Making these measurements is pretty straightforward but takes a lot of time:
(1) I cut the cores with a rock saw to produce a flat slab.
(2) I take the slabs to a medical facility and get them xrayed to reveal the particular convolutions of the coral growth direction in that sample.
(3) I further cut the coral slabs so that the maximum growth axis is exposed for sampling.
(4) Using an automated CNC milling machine and a lot of swearing, I grind a ledge into that exposed edge from which I’ll collect my samples.
(5) I clean out all of the powder from cutting the slab and milling the ledge that has accumulated in the coral’s pore spaces using an ultrasonic probe. This device blasts high-frequency waves through water such that tiny air bubbles form and explode, which helps clean the material, and destroy your hearing (I do wear earmuffs for this).
(6) The samples dry overnight and then I mount them on the CNC machine again and mill precise, tiny amounts of coral skeletal powder every 0.5 mm down the edge of my clean and beautiful skeletal ledge. Each of these bits of powder is caught on a square of waxed paper and then carefully transferred into a tiny plastic vial, labeled with the sample number.

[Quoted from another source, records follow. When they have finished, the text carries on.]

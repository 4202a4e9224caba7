// src/error.rs

//! Unified error handling for the search engine.

use std::fmt;

use thiserror::Error;

/// Result type alias for search engine operations.
pub type Result<T> = std::result::Result<T, AppError>;

/// Unified application error type.
#[derive(Error, Debug)]
pub enum AppError {
    /// I/O operation failed
    #[error("I/O error: {0}")]
    Io(#[from] std::io::Error),

    /// HTTP request failed
    #[error("HTTP error: {0}")]
    Http(#[from] reqwest::Error),

    /// JSON serialization/deserialization failed
    #[error("JSON error: {0}")]
    Json(#[from] serde_json::Error),

    /// TOML parsing failed
    #[error("TOML parse error: {0}")]
    Toml(#[from] toml::de::Error),

    /// URL parsing failed
    #[error("URL parse error: {0}")]
    Url(#[from] url::ParseError),

    /// Embedded index store failed
    #[error("Storage error: {0}")]
    Storage(#[from] sled::Error),

    /// Remote cache tier failed
    #[error("Cache error: {0}")]
    Cache(#[from] redis::RedisError),

    /// Blocking or background task panicked or was cancelled
    #[error("Task error: {0}")]
    Task(#[from] tokio::task::JoinError),

    /// Payload encoding or compression failed
    #[error("Codec error: {0}")]
    Codec(String),

    /// Configuration error
    #[error("Configuration error: {0}")]
    Config(String),

    /// Data validation error
    #[error("Validation error: {0}")]
    Validation(String),

    /// Crawling error
    #[error("Crawl error for {context}: {message}")]
    Crawl { context: String, message: String },

    /// The crawl was cancelled before this task finished
    #[error("Crawl cancelled")]
    Cancelled,
}

impl AppError {
    /// Create a configuration error.
    pub fn config(message: impl Into<String>) -> Self {
        Self::Config(message.into())
    }

    /// Create a validation error.
    pub fn validation(message: impl Into<String>) -> Self {
        Self::Validation(message.into())
    }

    /// Create a codec error.
    pub fn codec(message: impl fmt::Display) -> Self {
        Self::Codec(message.to_string())
    }

    /// Create a crawl error with context.
    pub fn crawl(context: impl Into<String>, message: impl fmt::Display) -> Self {
        Self::Crawl {
            context: context.into(),
            message: message.to_string(),
        }
    }
}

Too much coffee is not good for this step.
I get really excited when step 6 is over. Especially when I get to use pretty vials to spice up the lab-life.
(7) I acid-wash and dry a lot of larger plastic vials.
(8) I use a micro-balance (a very tiny and sensitive scale) to weigh out about 50 milligrams of coral powder from each of the 0.5 mm-increment samples into my clean vials. I attempt not to sneeze while doing this.
(9) I tire out my thumb using a pipette to add super-clean acid to each of the vials to dissolve the coral powder to the correct dilution.
(10) I gratefully hand the samples over to my colleague, who uses a machine called an Inductively-Coupled-Plasma-Atomic-Emission-Spectrometer to measure the Sr/Ca ratio in each of my dissolved samples.

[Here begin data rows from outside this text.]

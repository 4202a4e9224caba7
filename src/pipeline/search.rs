// src/pipeline/search.rs

use std::sync::Arc;

use crate::error::Result;
use crate::models::{SearchConfig, SearchOptions};
use crate::services::searcher::date_extractor;
use crate::services::{Indexer, Searcher};

/// Run one keyword query against the index.
pub async fn run_search(
    indexer: Arc<Indexer>,
    config: &SearchConfig,
    query: &str,
    options: &SearchOptions,
) -> Result<Vec<String>> {
    let searcher = Searcher::with_date_extractor(indexer, date_extractor(config.date_strategy)?);

    log::debug!(
        "Searching {:?} (sort {}, domain {:?})",
        query,
        options.sort_by,
        options.filter_domain
    );
    let results = searcher.search(query, options).await?;
    log::info!("{} results for {:?}", results.len(), query);

    Ok(results)
}

#[cfg(test)]
mod tests {
    use super::*;
    use crate::models::{DateStrategy, Postings, SortBy};
    use crate::storage::SledStore;

    async fn indexer() -> Arc<Indexer> {
        let indexer = Indexer::new(Arc::new(SledStore::temporary().unwrap()), None);
        let mut postings = Postings::new();
        postings.insert(
            "release".into(),
            vec![
                "https://blog.io/x2024-05-01/notes".into(),
                "https://blog.io/2024-05-01/notes".into(),
                "https://docs.rs/release".into(),
            ],
        );
        indexer.index(&postings).await.unwrap();
        Arc::new(indexer)
    }

    #[tokio::test]
    async fn test_run_search_with_domain_filter() {
        let options = SearchOptions::default().with_domain("docs.rs");

        let results = run_search(indexer().await, &SearchConfig::default(), "release", &options)
            .await
            .unwrap();

        assert_eq!(results, vec!["https://docs.rs/release"]);
    }

    #[tokio::test]
    async fn test_run_search_uses_configured_date_strategy() {
        let options = SearchOptions::default().sorted_by(SortBy::Date);

        let fixed = run_search(indexer().await, &SearchConfig::default(), "release", &options)
            .await
            .unwrap();
        assert_eq!(fixed, vec!["https://blog.io/x2024-05-01/notes"]);

        let config = SearchConfig {
            date_strategy: DateStrategy::Pattern,
            ..SearchConfig::default()
        };
        let pattern = run_search(indexer().await, &config, "release", &options)
            .await
            .unwrap();
        assert_eq!(
            pattern,
            vec![
                "https://blog.io/x2024-05-01/notes",
                "https://blog.io/2024-05-01/notes"
            ]
        );
    }
}
// src/models/mod.rs

//! Domain models for the search engine.
//!
//! This module contains the data structures shared by the crawler,
//! the indexer and the searcher.

mod config;
mod crawler;
mod search;

// Re-export all public types
pub use config::{CacheConfig, Config, CrawlerConfig, LoggingConfig, SearchConfig, StorageConfig};
pub use crawler::{CrawlReport, CrawlStats, CrawlTarget, IndexReport, Page, PageData, Postings};
pub use search::{DateStrategy, SearchOptions, SortBy};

Task 2: What’s up with the benthic foraminifera in my sand samples?

Foraminifera are single-celled marine organisms, and the “benthic” descriptor means they don’t live in the water column, but instead on the ocean bottom or on other substrates, like seagrass. Forams make complex shells, and in some areas these shells make of the majority of reef sands.

I’ve been collecting sand samples from my study sites and using a stain called Rose Bengal to dye all of the living foraminifera a lovely shade of pink. The dead shells remain white. This means that I can compare the living and the dead assemblages—the ratio of different types of foraminifera—to see if there has been a change over time (well, between “now” – alive, and “before” – dead).
Some of my pretty forams. This is from my recent paper with Sheila Walsh                                                                      
Benthic forams are sensitive to water quality—some types (A and B above) take over in dominance when the water is clear and low in nutrients, but this balance shifts (to critters like C-F above) if the water becomes nutrified (i.e. we dump sewage, fertilizers, etc. into it, or change the nutrient dynamics by removing the big tasty fish).

So how to quantify the assemblages? I scatter a scoop of my stained and dried sand sample onto a gridded tray, place it under my microscope, and then use a pin with a bit of surf wax stuck to the end to grab individual foram shells out of the sand and stick these onto little slides. Once I have enough, I count them. Voila! 

Unfortunately for my eyes, it takes a very long time to get enough—several hours per sample. And for science’s sake, I have a lot of samples…so…back to it!


  1. When my non-scientific family asks what I do, I say "I count things. I've counted things from a ship, and counted things underwater, and counted things under the microscope." Then they look puzzled as to why I will soon have a doctorate in Counting Things.

  2. You crack me up. Every time.

    Please make me stop doing capchas so it is easier to tell you. You can moderate your posts on blogger. And I can't read those goldarned things. I have to try approximately 7 before I can get one. It takes me hours.

    1. So glad--and thanks for the tip! I had no idea it did that. Officially changed!